Input records START
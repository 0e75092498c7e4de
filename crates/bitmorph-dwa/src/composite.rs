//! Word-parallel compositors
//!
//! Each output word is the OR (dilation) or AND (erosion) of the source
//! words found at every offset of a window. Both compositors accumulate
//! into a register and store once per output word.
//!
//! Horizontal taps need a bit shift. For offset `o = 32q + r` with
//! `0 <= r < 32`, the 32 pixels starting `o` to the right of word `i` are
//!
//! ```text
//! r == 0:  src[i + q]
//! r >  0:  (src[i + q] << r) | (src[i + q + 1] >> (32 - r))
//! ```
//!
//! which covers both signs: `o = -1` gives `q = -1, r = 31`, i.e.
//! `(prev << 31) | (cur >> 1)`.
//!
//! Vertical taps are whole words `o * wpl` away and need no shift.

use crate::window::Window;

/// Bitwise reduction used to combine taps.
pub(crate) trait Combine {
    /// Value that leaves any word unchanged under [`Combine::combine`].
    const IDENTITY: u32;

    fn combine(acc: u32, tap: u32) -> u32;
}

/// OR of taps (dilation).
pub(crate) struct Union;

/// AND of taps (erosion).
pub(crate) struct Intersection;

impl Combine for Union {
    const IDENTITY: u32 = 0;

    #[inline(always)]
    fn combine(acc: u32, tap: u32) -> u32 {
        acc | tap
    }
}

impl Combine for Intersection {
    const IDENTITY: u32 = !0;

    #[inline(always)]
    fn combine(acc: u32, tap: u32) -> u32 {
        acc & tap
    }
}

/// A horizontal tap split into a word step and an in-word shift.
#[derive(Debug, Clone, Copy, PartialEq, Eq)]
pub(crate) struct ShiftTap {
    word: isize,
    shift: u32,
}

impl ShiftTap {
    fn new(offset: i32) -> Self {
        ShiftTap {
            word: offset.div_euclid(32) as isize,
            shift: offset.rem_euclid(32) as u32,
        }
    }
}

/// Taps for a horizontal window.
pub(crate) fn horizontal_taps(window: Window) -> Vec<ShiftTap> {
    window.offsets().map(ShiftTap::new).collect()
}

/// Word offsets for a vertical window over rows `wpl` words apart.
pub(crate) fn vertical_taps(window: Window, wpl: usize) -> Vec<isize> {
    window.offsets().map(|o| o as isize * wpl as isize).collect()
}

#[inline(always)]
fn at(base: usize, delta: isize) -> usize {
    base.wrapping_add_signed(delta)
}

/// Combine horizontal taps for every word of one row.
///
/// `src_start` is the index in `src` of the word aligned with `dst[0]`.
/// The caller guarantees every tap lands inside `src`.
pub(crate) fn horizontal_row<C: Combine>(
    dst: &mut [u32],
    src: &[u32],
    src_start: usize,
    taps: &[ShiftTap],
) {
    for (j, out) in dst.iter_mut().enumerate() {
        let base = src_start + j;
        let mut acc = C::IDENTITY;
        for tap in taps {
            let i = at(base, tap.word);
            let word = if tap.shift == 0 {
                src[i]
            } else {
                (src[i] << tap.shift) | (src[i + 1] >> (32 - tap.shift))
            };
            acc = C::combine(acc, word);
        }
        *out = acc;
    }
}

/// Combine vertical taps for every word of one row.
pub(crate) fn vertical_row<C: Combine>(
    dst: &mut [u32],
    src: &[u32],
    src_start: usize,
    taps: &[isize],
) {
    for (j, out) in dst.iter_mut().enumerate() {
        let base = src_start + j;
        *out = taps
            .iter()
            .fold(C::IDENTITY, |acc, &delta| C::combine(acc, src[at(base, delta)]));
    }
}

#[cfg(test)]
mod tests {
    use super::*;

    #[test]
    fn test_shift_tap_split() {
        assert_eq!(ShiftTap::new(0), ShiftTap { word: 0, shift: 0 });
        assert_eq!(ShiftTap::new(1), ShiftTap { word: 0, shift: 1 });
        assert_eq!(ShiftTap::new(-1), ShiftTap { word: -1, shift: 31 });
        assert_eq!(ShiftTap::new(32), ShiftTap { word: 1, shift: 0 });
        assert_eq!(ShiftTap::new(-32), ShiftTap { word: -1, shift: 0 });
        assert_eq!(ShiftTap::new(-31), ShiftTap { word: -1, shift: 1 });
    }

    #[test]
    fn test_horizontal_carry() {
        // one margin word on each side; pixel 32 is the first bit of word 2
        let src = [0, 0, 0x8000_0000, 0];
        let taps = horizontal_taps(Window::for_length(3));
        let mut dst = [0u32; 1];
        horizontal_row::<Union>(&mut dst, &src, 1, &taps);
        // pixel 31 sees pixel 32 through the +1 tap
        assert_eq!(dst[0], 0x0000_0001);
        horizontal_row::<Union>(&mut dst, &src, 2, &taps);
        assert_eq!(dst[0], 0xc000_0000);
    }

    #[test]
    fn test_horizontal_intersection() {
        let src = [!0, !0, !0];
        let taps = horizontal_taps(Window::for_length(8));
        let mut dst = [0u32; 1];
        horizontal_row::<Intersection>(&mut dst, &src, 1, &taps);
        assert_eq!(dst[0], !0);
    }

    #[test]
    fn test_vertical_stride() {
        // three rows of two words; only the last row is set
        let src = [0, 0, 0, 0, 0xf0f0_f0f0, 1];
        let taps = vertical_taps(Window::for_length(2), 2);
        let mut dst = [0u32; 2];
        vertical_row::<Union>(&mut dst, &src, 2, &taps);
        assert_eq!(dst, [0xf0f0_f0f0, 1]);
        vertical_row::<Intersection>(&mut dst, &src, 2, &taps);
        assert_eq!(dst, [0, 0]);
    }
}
Input records END
Input records START
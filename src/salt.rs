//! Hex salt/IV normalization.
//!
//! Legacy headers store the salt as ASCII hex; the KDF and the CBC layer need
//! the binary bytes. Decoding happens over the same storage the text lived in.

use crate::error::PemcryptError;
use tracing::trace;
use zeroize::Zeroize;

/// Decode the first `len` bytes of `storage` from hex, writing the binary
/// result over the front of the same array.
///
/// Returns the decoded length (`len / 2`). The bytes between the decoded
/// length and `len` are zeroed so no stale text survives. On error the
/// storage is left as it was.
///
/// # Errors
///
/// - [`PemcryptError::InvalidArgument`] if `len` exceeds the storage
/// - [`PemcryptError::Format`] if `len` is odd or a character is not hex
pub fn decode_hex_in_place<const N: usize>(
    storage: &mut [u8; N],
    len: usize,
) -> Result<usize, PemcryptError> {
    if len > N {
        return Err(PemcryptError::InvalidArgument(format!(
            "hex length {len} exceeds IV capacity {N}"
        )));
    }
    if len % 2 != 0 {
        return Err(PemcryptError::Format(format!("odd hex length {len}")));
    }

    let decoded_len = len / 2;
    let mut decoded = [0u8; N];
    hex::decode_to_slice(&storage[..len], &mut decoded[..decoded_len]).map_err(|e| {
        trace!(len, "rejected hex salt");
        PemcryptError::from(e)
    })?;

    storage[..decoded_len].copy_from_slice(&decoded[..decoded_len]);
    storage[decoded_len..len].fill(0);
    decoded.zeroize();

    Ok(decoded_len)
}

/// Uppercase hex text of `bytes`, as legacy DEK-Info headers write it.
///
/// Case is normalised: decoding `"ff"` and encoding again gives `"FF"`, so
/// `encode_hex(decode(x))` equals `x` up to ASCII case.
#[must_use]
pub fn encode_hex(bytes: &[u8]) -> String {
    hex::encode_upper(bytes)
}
Input records END
- [About this exercise]:
In the data above, retype exactly and only the lines between the one holding "repository 0e75092498c7e4de" and the one holding "of taps (erosion).", inclusive.

- [Response to the exercise]:
repository 0e75092498c7e4de
filename crates/bitmorph-dwa/src/composite.rs
//! Word-parallel compositors
//!
//! Each output word is the OR (dilation) or AND (erosion) of the source
//! words found at every offset of a window. Both compositors accumulate
//! into a register and store once per output word.
//!
//! Horizontal taps need a bit shift. For offset `o = 32q + r` with
//! `0 <= r < 32`, the 32 pixels starting `o` to the right of word `i` are
//!
//! ```text
//! r == 0:  src[i + q]
//! r >  0:  (src[i + q] << r) | (src[i + q + 1] >> (32 - r))
//! ```
//!
//! which covers both signs: `o = -1` gives `q = -1, r = 31`, i.e.
//! `(prev << 31) | (cur >> 1)`.
//!
//! Vertical taps are whole words `o * wpl` away and need no shift.

use crate::window::Window;

/// Bitwise reduction used to combine taps.
pub(crate) trait Combine {
    /// Value that leaves any word unchanged under [`Combine::combine`].
    const IDENTITY: u32;

    fn combine(acc: u32, tap: u32) -> u32;
}

/// OR of taps (dilation).
pub(crate) struct Union;

/// AND of taps (erosion).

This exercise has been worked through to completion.